I apologized for calling out his website in my “What Is a Dickover?” interactive essay, which I hadn’t warned him about, and had posted just three days before he told me of his medical plight. He told me not to worry, I was right, it was annoying, and he’d fix it. I didn’t think he’d get to that. But I checked today, and it’s gone.
Om didn’t keep his health crisis secret, per se. He kept it private. That was very Om. He was generous and effusive, often ebullient, always intense. But he was, in many ways, inscrutable. Private. Contemplative. Comfortable with himself, and by himself. I’ve never met anyone like Om Malik. They broke that mold after minting one.
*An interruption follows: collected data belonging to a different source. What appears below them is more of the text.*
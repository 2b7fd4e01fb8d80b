//! The message-system world: three computers wired master <- {worker, lazy}.

use crate::computer::Computer;
use crate::distributions::Distributions;
use crate::message::Message;
use crate::stats::{ClassSummary, RunSummary, StationSummary};
use netsim_core::{EventKind, SimTime, StationId};
use netsim_simulation::{OutcomeDecision, QueueNetwork, Station};
use rand_chacha::ChaCha8Rng;

/// The master sends a processed message out of the system.
pub const MASTER_SEND: EventKind = EventKind::Custom("master_send");

/// The lazy computer throws a processed message away.
pub const LAZY_REJECT: EventKind = EventKind::Custom("lazy_reject");

/// Times of messages that left the system one way.
#[derive(Debug, Clone, Default)]
pub struct ClassLedger {
    times_in_system: Vec<f64>,
    waits: Vec<f64>,
}

impl ClassLedger {
    fn record(&mut self, message: &Message) {
        if let Some(time) = message.time_in_system() {
            self.times_in_system.push(time);
            self.waits.push(message.wait_time);
        }
    }

    pub fn len(&self) -> usize {
        self.times_in_system.len()
    }

    pub fn is_empty(&self) -> bool {
        self.times_in_system.is_empty()
    }

    pub(crate) fn summary(&self) -> ClassSummary {
        ClassSummary::from_samples(&self.times_in_system, &self.waits)
    }
}

/// Per-run state of the three computers.
#[derive(Debug, Clone)]
pub struct ComputerNetwork {
    stations: [Station<Message>; 3],
    distributions: Distributions,
    next_message_id: u64,

    sent_from_worker: ClassLedger,
    sent_from_lazy: ClassLedger,
    rejected: ClassLedger,

    /// Start of the current stretch with all computers busy.
    all_busy_since: Option<SimTime>,

    /// Closed stretches with all computers busy.
    joint_work_time: f64,
}

impl ComputerNetwork {
    pub fn new(distributions: Distributions) -> Self {
        Self {
            stations: Computer::ALL.map(|computer| Station::new(computer.id(), computer.name())),
            distributions,
            next_message_id: 0,
            sent_from_worker: ClassLedger::default(),
            sent_from_lazy: ClassLedger::default(),
            rejected: ClassLedger::default(),
            all_busy_since: None,
            joint_work_time: 0.0,
        }
    }

    pub fn computer(&self, computer: Computer) -> &Station<Message> {
        &self.stations[computer.index()]
    }

    /// A message left through the master.
    pub fn record_sent(&mut self, message: &Message) {
        match message.source {
            Computer::Lazy => self.sent_from_lazy.record(message),
            _ => self.sent_from_worker.record(message),
        }
    }

    /// A message was thrown away by the lazy computer.
    pub fn record_rejected(&mut self, message: &Message) {
        self.rejected.record(message);
    }

    pub fn sent_from_worker(&self) -> &ClassLedger {
        &self.sent_from_worker
    }

    pub fn sent_from_lazy(&self) -> &ClassLedger {
        &self.sent_from_lazy
    }

    pub fn rejected(&self) -> &ClassLedger {
        &self.rejected
    }

    /// Time all three computers were busy at once, up to `now`.
    pub fn joint_work_time_at(&self, now: SimTime) -> f64 {
        let open = self
            .all_busy_since
            .and_then(|since| now.duration_since(since))
            .unwrap_or(0.0);
        self.joint_work_time + open
    }

    /// Aggregate the run as seen at `now`.
    pub fn summarize(&self, now: SimTime) -> RunSummary {
        let elapsed = now.as_secs();
        let stations = Computer::ALL
            .iter()
            .map(|&computer| StationSummary::new(computer, self.computer(computer), now))
            .collect();

        let joint_work_time = self.joint_work_time_at(now);
        RunSummary {
            simulated_time: elapsed,
            stations,
            sent_from_worker: self.sent_from_worker.summary(),
            sent_from_lazy: self.sent_from_lazy.summary(),
            rejected: self.rejected.summary(),
            joint_work_time,
            joint_work_percentage: percentage(joint_work_time, elapsed),
        }
    }

    fn all_busy(&self) -> bool {
        self.stations.iter().all(Station::is_busy)
    }
}

impl QueueNetwork for ComputerNetwork {
    type Message = Message;

    fn station(&self, id: StationId) -> Option<&Station<Message>> {
        let computer = Computer::from_id(id)?;
        Some(&self.stations[computer.index()])
    }

    fn station_mut(&mut self, id: StationId) -> Option<&mut Station<Message>> {
        let computer = Computer::from_id(id)?;
        Some(&mut self.stations[computer.index()])
    }

    fn external_sources(&self) -> Vec<StationId> {
        Computer::SOURCES.iter().map(|computer| computer.id()).collect()
    }

    fn new_external_message(&mut self, target: StationId, now: SimTime) -> Message {
        self.next_message_id += 1;
        let source = Computer::from_id(target).unwrap_or(Computer::Worker);
        Message::new(self.next_message_id, source, now)
    }

    fn sample_interarrival_time(&self, target: StationId, rng: &mut ChaCha8Rng) -> f64 {
        // NaN makes the schedule fail with InvalidTime instead of silently
        // starting a stream that does not exist.
        Computer::from_id(target)
            .and_then(|computer| self.distributions.interarrival(computer, rng))
            .unwrap_or(f64::NAN)
    }

    fn sample_service_time(&self, station: StationId, rng: &mut ChaCha8Rng) -> f64 {
        Computer::from_id(station)
            .map_or(f64::NAN, |computer| self.distributions.service(computer, rng))
    }

    fn compute_outcome(
        &self,
        _message: &Message,
        station: StationId,
        rng: &mut ChaCha8Rng,
    ) -> OutcomeDecision {
        match Computer::from_id(station) {
            Some(Computer::Worker) => OutcomeDecision::Forward,
            Some(Computer::Lazy) if self.distributions.lazy_rejects(rng) => {
                OutcomeDecision::Emit(LAZY_REJECT)
            }
            Some(Computer::Lazy) => OutcomeDecision::Forward,
            Some(Computer::Master) => OutcomeDecision::Emit(MASTER_SEND),
            None => OutcomeDecision::Drop,
        }
    }

    fn select_target(&self, _message: &Message) -> StationId {
        Computer::Master.id()
    }

    fn message_enqueued(&mut self, _station: StationId, message: &mut Message, now: SimTime) {
        message.enqueue_time = now;
    }

    fn message_dequeued(&mut self, _station: StationId, message: &mut Message, now: SimTime) {
        message.wait_time += now.duration_since(message.enqueue_time).unwrap_or(0.0);
    }

    fn station_state_changed(&mut self, _station: StationId, now: SimTime) {
        match (self.all_busy(), self.all_busy_since) {
            (true, None) => self.all_busy_since = Some(now),
            (false, Some(since)) => {
                self.joint_work_time += now.duration_since(since).unwrap_or(0.0);
                self.all_busy_since = None;
            }
            _ => {}
        }
    }
}

pub(crate) fn percentage(part: f64, whole: f64) -> f64 {
    if whole > 0.0 {
        100.0 * part / whole
    } else {
        0.0
    }
}
//! Per-run mutable state.

use netsim_core::{Clock, EngineError, EngineResult, EventKey, EventKind, EventQueue, SimTime};
use rand::SeedableRng;
use rand_chacha::ChaCha8Rng;

/// Everything a single run mutates.
///
/// Built fresh for every run and dropped at the end of it, so nothing leaks
/// from one run into the next. Handlers receive it by `&mut` and may
/// schedule events or mutate the domain world `W`.
pub struct SimulationState<W, P> {
    clock: Clock,
    queue: EventQueue<P>,
    world: W,

    /// Random stream for domain collaborators (seeded per run).
    rng: ChaCha8Rng,

    /// Events dispatched so far.
    steps: u64,
}

impl<W, P> SimulationState<W, P> {
    /// Create the state of a new run at time zero.
    pub fn new(world: W, seed: u64) -> Self {
        Self {
            clock: Clock::new(),
            queue: EventQueue::new(),
            world,
            rng: ChaCha8Rng::seed_from_u64(seed),
            steps: 0,
        }
    }

    /// Current simulated time.
    #[inline]
    pub fn now(&self) -> SimTime {
        self.clock.now()
    }

    /// Schedule an event at an absolute time.
    pub fn schedule(
        &mut self,
        time: SimTime,
        kind: EventKind,
        payload: P,
    ) -> EngineResult<EventKey> {
        self.queue.schedule(self.clock.now(), time, kind, payload)
    }

    /// Schedule an event at the current instant.
    pub fn schedule_now(&mut self, kind: EventKind, payload: P) -> EngineResult<EventKey> {
        self.schedule(self.clock.now(), kind, payload)
    }

    /// Schedule an event `delay` seconds from now.
    ///
    /// A negative, NaN or infinite delay fails with
    /// [`EngineError::InvalidTime`].
    pub fn schedule_after(
        &mut self,
        delay: f64,
        kind: EventKind,
        payload: P,
    ) -> EngineResult<EventKey> {
        let now = self.clock.now();
        let time = now
            .offset(delay)
            .filter(|time| *time >= now)
            .ok_or(EngineError::InvalidTime {
                kind,
                requested: now.as_secs() + delay,
                now,
            })?;
        self.schedule(time, kind, payload)
    }

    pub fn world(&self) -> &W {
        &self.world
    }

    pub fn world_mut(&mut self) -> &mut W {
        &mut self.world
    }

    pub fn rng_mut(&mut self) -> &mut ChaCha8Rng {
        &mut self.rng
    }

    /// Split borrow for collaborators that sample while mutating the world.
    pub fn world_and_rng(&mut self) -> (&mut W, &mut ChaCha8Rng) {
        (&mut self.world, &mut self.rng)
    }

    /// Time of the next pending event.
    pub fn peek_time(&self) -> Option<SimTime> {
        self.queue.peek_time()
    }

    /// Number of pending events.
    pub fn pending(&self) -> usize {
        self.queue.len()
    }

    /// Whether SIMULATION_END has been scheduled in this run.
    pub fn end_scheduled(&self) -> bool {
        self.queue.end_scheduled()
    }

    /// Events dispatched so far in this run.
    pub fn steps(&self) -> u64 {
        self.steps
    }

    /// Consume the state, keeping only the world.
    pub fn into_world(self) -> W {
        self.world
    }

    pub(crate) fn queue_mut(&mut self) -> &mut EventQueue<P> {
        &mut self.queue
    }

    pub(crate) fn clock_mut(&mut self) -> &mut Clock {
        &mut self.clock
    }

    pub(crate) fn record_step(&mut self) {
        self.steps += 1;
    }
}

#[cfg(test)]
mod tests {
    use super::*;
    use rand::Rng;

    fn t(secs: f64) -> SimTime {
        SimTime::new(secs).unwrap()
    }

    #[test]
    fn test_starts_at_zero() {
        let state: SimulationState<(), ()> = SimulationState::new((), 1);
        assert_eq!(state.now(), SimTime::ZERO);
        assert_eq!(state.pending(), 0);
        assert_eq!(state.steps(), 0);
        assert!(!state.end_scheduled());
    }

    #[test]
    fn test_schedule_after_rejects_negative_delay() {
        let mut state: SimulationState<(), ()> = SimulationState::new((), 1);
        state.clock_mut().advance_to(t(5.0)).unwrap();

        let err = state
            .schedule_after(-1.0, EventKind::ProcessEnd, ())
            .unwrap_err();
        assert!(matches!(err, EngineError::InvalidTime { requested, .. } if requested == 4.0));

        assert!(state.schedule_after(f64::NAN, EventKind::ProcessEnd, ()).is_err());
        assert_eq!(state.pending(), 0);
    }

    #[test]
    fn test_schedule_after_adds_delay() {
        let mut state: SimulationState<(), ()> = SimulationState::new((), 1);
        state.clock_mut().advance_to(t(2.0)).unwrap();
        let key = state.schedule_after(1.5, EventKind::ProcessEnd, ()).unwrap();
        assert_eq!(key.time, t(3.5));
        assert_eq!(state.peek_time(), Some(t(3.5)));
    }

    #[test]
    fn test_schedule_into_past_fails() {
        let mut state: SimulationState<(), ()> = SimulationState::new((), 1);
        state.clock_mut().advance_to(t(2.0)).unwrap();
        assert!(matches!(
            state.schedule(t(1.999), EventKind::ExternalArrival, ()),
            Err(EngineError::InvalidTime { .. })
        ));
    }

    #[test]
    fn test_same_seed_same_stream() {
        let mut a: SimulationState<(), ()> = SimulationState::new((), 99);
        let mut b: SimulationState<(), ()> = SimulationState::new((), 99);
        let xs: Vec<u64> = (0..4).map(|_| a.rng_mut().gen()).collect();
        let ys: Vec<u64> = (0..4).map(|_| b.rng_mut().gen()).collect();
        assert_eq!(xs, ys);
    }
}
//! Messages flowing between computers.

use crate::computer::Computer;
use netsim_core::SimTime;
use serde::Serialize;

/// A message, from external arrival until it is sent or rejected.
#[derive(Debug, Clone, PartialEq, Serialize)]
pub struct Message {
    pub id: u64,

    /// Computer whose external stream produced the message.
    pub source: Computer,

    /// When the message entered the system.
    pub arrival_time: SimTime,

    /// When the message joined its current queue.
    pub enqueue_time: SimTime,

    /// Total time spent waiting in queues so far.
    pub wait_time: f64,

    /// When the message left the system, sent or rejected.
    pub exit_time: Option<SimTime>,

    pub rejected: bool,
}

impl Message {
    pub fn new(id: u64, source: Computer, now: SimTime) -> Self {
        Self {
            id,
            source,
            arrival_time: now,
            enqueue_time: now,
            wait_time: 0.0,
            exit_time: None,
            rejected: false,
        }
    }

    /// Time between arrival and exit; `None` while still in the system.
    pub fn time_in_system(&self) -> Option<f64> {
        self.exit_time?.duration_since(self.arrival_time)
    }
}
I seldom ask anyone for professional advice, but when I did, I often asked Om. We did not do exactly the same thing, he and I, but we did close to the same thing. He understood what I do — or at least, what I try to do here — in a way that few others could. Among those of us who came of age in the first decade of blogging, who aspired to make it a career, the common route was to go from independent blogging to a salaried byline at an established big-name publication with roots in print as a magazine or newspaper. Om went the other way — from acclaimed reporter in top-shelf print magazines to turning GigaOm into a phenomenon. I never saw Daring Fireball as a stepping stone to greater things. I wanted only to make Daring Fireball a great thing. Om recognized that. In one of my earliest memories of meeting him — I think when I was working at Joyent, circa 2006 — we discussed publishing and new media and my own ambitions. He told me I should just keep doing what I was doing. Establishment media was a bloated slow-moving mess, he said. The future, he was absolutely certain, would be controlled by creators building their own brands and reputations, not subserving a legacy media publication. I told him I had no such plan. He said, “Good. You don’t need them. They need you.”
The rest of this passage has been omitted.